La città di Orsk, in Russia nella regione degli Urali al confine con il Kazakistan, è completamente allagata a causa della rottura di una diga dovuta alle forti piogge nella giornata di ieri. Circa 600 case sono state allagate e sono in corso evacuazioni di massa. A Orsk vivono oltre 250 mila persone. “L’acqua continua a defluire nella parte vecchia della città di Orsk, dove si trova principalmente il settore privato“, riferisce il canale telegram del Ministero russo per le situazioni di emergenza.

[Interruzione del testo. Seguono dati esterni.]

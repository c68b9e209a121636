use crate::store::{StoreError, TabSpec, Table};
use log::info;
use std::fs;
use std::path::{Path, PathBuf};
use std::sync::{Mutex, MutexGuard};
use tempfile::NamedTempFile;

/// A directory of CSV tabs.
///
/// Every operation holds the workbook lock, so read-modify-write sequences
/// from this process never interleave. Other processes writing the same files
/// are not coordinated with.
pub struct Workbook {
    dir: PathBuf,
    lock: Mutex<()>,
}

impl Workbook {
    pub fn open(data_dir: &Path, key: &str) -> Result<Self, StoreError> {
        let dir = data_dir.join(key);
        fs::create_dir_all(&dir).map_err(|source| StoreError::Io { path: dir.clone(), source })?;
        Ok(Self { dir, lock: Mutex::new(()) })
    }

    pub fn read(&self, spec: TabSpec) -> Result<Table, StoreError> {
        let _guard = self.guard()?;
        self.load(spec)
    }

    /// Replaces the whole tab with `table`.
    pub fn write(&self, table: &Table) -> Result<(), StoreError> {
        let _guard = self.guard()?;
        self.persist(table)?;
        info!("Hoja {} reescrita con {} filas", table.spec().name, table.len());
        Ok(())
    }

    /// Appends one row built from named cells and returns its 1-based number.
    /// Columns not given are stored empty; the auto-number column, if the tab
    /// has one, receives the row number.
    pub fn append<'c>(
        &self,
        spec: TabSpec,
        cells: impl IntoIterator<Item = (&'c str, String)>,
    ) -> Result<usize, StoreError> {
        let _guard = self.guard()?;
        let mut table = self.load(spec)?;
        let mut row = table.row_from(cells)?;
        let number = table.len() + 1;
        if let Some(column) = spec.auto_number {
            row[table.column_index(column)?] = number.to_string();
        }
        table.push(row);
        self.persist(&table)?;
        info!("Fila {} agregada a {}", number, spec.name);
        Ok(number)
    }

    /// Sets `updates` on every row whose `key_column` equals `key_value`, both
    /// trimmed. Returns how many rows matched.
    pub fn update_where(
        &self,
        spec: TabSpec,
        key_column: &str,
        key_value: &str,
        updates: &[(&str, String)],
    ) -> Result<usize, StoreError> {
        let _guard = self.guard()?;
        let mut table = self.load(spec)?;
        let key_index = table.column_index(key_column)?;
        let updates = updates
            .iter()
            .map(|(column, value)| Ok((table.column_index(column)?, value)))
            .collect::<Result<Vec<_>, StoreError>>()?;

        let wanted = key_value.trim();
        let mut touched = 0;
        for row in table.rows_mut().iter_mut().filter(|row| row[key_index].trim() == wanted) {
            for (index, value) in &updates {
                row[*index] = (*value).clone();
            }
            touched += 1;
        }

        if touched > 0 {
            self.persist(&table)?;
            info!("{} fila(s) de {} actualizadas ({} = {})", touched, spec.name, key_column, wanted);
        }
        Ok(touched)
    }

    fn guard(&self) -> Result<MutexGuard<'_, ()>, StoreError> {
        self.lock
            .lock()
            .map_err(|_| StoreError::Poisoned(self.dir.display().to_string()))
    }

    fn tab_path(&self, spec: TabSpec) -> PathBuf {
        self.dir.join(format!("{}.csv", spec.name))
    }

    /// Reads a tab and maps its stored columns onto the declared ones. A tab
    /// that does not exist yet is created with its header.
    fn load(&self, spec: TabSpec) -> Result<Table, StoreError> {
        let path = self.tab_path(spec);
        if !path.exists() {
            let table = Table::empty(spec);
            self.persist(&table)?;
            return Ok(table);
        }

        let csv_error = |source: csv::Error| StoreError::Csv { path: path.clone(), source };
        let records: Vec<csv::StringRecord> = csv::ReaderBuilder::new()
            .has_headers(false)
            .flexible(true)
            .from_path(&path)
            .map_err(csv_error)?
            .records()
            .collect::<Result<_, _>>()
            .map_err(csv_error)?;

        let Some((header, body)) = records.split_first() else {
            let table = Table::empty(spec);
            self.persist(&table)?;
            return Ok(table);
        };

        let positions: Vec<Option<usize>> = spec
            .columns
            .iter()
            .map(|column| {
                header
                    .iter()
                    .position(|stored| stored.trim_start_matches('\u{feff}') == *column)
            })
            .collect();
        let rows = body
            .iter()
            .map(|record| {
                positions
                    .iter()
                    .map(|position| position.and_then(|i| record.get(i)).unwrap_or("").to_owned())
                    .collect()
            })
            .collect();

        Ok(Table::from_aligned(spec, rows))
    }

    /// Writes header and rows to a temporary file next to the tab and renames
    /// it over the tab.
    fn persist(&self, table: &Table) -> Result<(), StoreError> {
        let path = self.tab_path(table.spec());
        let io_error = |source: std::io::Error| StoreError::Io { path: path.clone(), source };
        let csv_error = |source: csv::Error| StoreError::Csv { path: path.clone(), source };

        let file = NamedTempFile::new_in(&self.dir).map_err(io_error)?;
        {
            let mut writer = csv::Writer::from_writer(file.as_file());
            writer.write_record(table.spec().columns).map_err(csv_error)?;
            for row in table.rows() {
                writer.write_record(row).map_err(csv_error)?;
            }
            writer.flush().map_err(io_error)?;
        }
        file.persist(&path).map_err(|error| io_error(error.error))?;
        Ok(())
    }
}
//! Authorization certificate of an advertising sign, built on the session's
//! evaluation.

use crate::dates;
use crate::documents::{context, TemplateContext};
use crate::error::AppError;
use crate::session::{session_id, SessionsState};
use crate::state::AppState;
use actix_web::{web, HttpRequest, HttpResponse};
use chrono::Local;
use common::model::advert::{AdvertCertificate, AdvertEvaluation, ApplicantDocument, ValidityKind};
use common::requests::AdvertCertificateRequest;
use log::info;

const MAX_MONTHS: u32 = 60;

/// Handler for `POST /api/adverts/certificate`.
pub async fn process(
    req: HttpRequest,
    state: web::Data<AppState>,
    sessions: web::Data<SessionsState>,
    body: web::Json<AdvertCertificateRequest>,
) -> Result<HttpResponse, AppError> {
    let session = session_id(&req)?;
    let Some(evaluation) = sessions.get(&session).await?.advert_evaluation else {
        return Err(AppError::Workflow(
            "Primero genera la Evaluación para poder armar el certificado.".to_owned(),
        ));
    };
    let request = body.into_inner();
    let certificate = build_certificate(evaluation, request, Local::now().date_naive())?;
    if certificate.document_type == ApplicantDocument::Dni && !certificate.document_number.is_empty() {
        let record = state.lookup.lookup_by_id(&certificate.document_number).await?;
        info!("DNI {} confirmado: {}", record.id, record.display_name);
    }

    let stem = format!(
        "CERT {}_EXP {}_{}",
        certificate.certificate_number,
        certificate.evaluation.ds_number,
        certificate.evaluation.applicant_name.to_uppercase()
    );
    let template = certificate.evaluation.kind.certificate_template();
    let document = state.renderer.render(&template, &certificate_context(&certificate), &stem)?;

    sessions
        .update(&session, |context| context.advert_certificate = Some(certificate))
        .await?;
    Ok(document.into_response())
}

/// Validates the certificate form against `evaluation`. The registry check of
/// a DNI happens in the handler.
pub(crate) fn build_certificate(
    evaluation: AdvertEvaluation,
    request: AdvertCertificateRequest,
    today: chrono::NaiveDate,
) -> Result<AdvertCertificate, AppError> {
    let certificate_number = request.certificate_number.trim().to_owned();
    if certificate_number.is_empty() {
        return Err(AppError::InvalidInput("Completa el N° de certificado.".to_owned()));
    }
    let document_number = request.document_number.trim().to_owned();
    if !document_number.is_empty() {
        check_document(request.document_type, &document_number)?;
    }

    Ok(AdvertCertificate {
        evaluation,
        certificate_number,
        certificate_date: request.certificate_date.unwrap_or(today),
        validity: validity_text(request.validity, request.months)?,
        ordinance: request.ordinance.trim().to_owned(),
        physical: request.physical.trim().to_owned(),
        technical: request.technical.trim().to_owned(),
        document_type: request.document_type,
        document_number,
        receipt_number: request.receipt_number.trim().to_owned(),
    })
}

fn check_document(kind: ApplicantDocument, number: &str) -> Result<(), AppError> {
    let digits = number.chars().all(|c| c.is_ascii_digit());
    match kind {
        ApplicantDocument::Dni if !(digits && number.len() == 8) => Err(AppError::InvalidInput(
            "DNI inválido: debe tener 8 dígitos.".to_owned(),
        )),
        ApplicantDocument::ForeignerCard if !(digits && number.len() == 9) => Err(
            AppError::InvalidInput("C.E inválido: debe tener 9 dígitos.".to_owned()),
        ),
        _ => Ok(()),
    }
}

fn validity_text(kind: ValidityKind, months: Option<u32>) -> Result<String, AppError> {
    match kind {
        ValidityKind::Indeterminada => Ok("INDETERMINADA".to_owned()),
        ValidityKind::Temporal => {
            let months = months.unwrap_or(1);
            if !(1..=MAX_MONTHS).contains(&months) {
                return Err(AppError::InvalidInput(format!(
                    "La vigencia temporal debe ser de 1 a {MAX_MONTHS} meses."
                )));
            }
            Ok(format!("TEMPORAL ({months}) MESES"))
        }
    }
}

fn certificate_context(certificate: &AdvertCertificate) -> TemplateContext {
    let evaluation = &certificate.evaluation;
    context([
        ("n_certificado", certificate.certificate_number.clone()),
        ("num_ds", evaluation.ds_number.clone()),
        ("vigencia", certificate.validity.clone()),
        ("ordenanza", certificate.ordinance.clone()),
        ("nombre", evaluation.applicant_name.clone()),
        ("direccion", evaluation.address.clone()),
        ("ubicacion", evaluation.location.clone()),
        ("leyenda", evaluation.legend.clone()),
        ("largo", evaluation.length.clone()),
        ("alto", evaluation.height.clone()),
        ("grosor", evaluation.thickness.clone()),
        ("altura", evaluation.support_height.clone()),
        ("color", evaluation.colors.clone()),
        ("material", evaluation.material.clone()),
        ("num_cara", evaluation.faces.to_string()),
        ("fisico", certificate.physical.clone()),
        ("tecnico", certificate.technical.clone()),
        ("fecha", dates::long(certificate.certificate_date)),
    ])
}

Complessivamente sono oltre 4 mila gli edifici a rischio, e l’evacuazione è stata disposta per 11 mila persone. Intanto gli specialisti stanno cercando di ripristinare la diga rotta. Al momento non si registrano morti o feriti, ma le informazioni sono molto frammentarie. L’amministrazione cittadina ha avvisato che nei prossimi giorni tutto il settore residenziale della città vecchia di Orsk sarà allagato, e che i residenti devono essere evacuati urgentemente.
Le linee elettriche allagate a Orsk sono state disattivate ed è stato interrotto l’approvvigionamento elettrico in alcune aree. Sono stati preparati diversi rifugi per ospitare svariate migliaia di evacuati.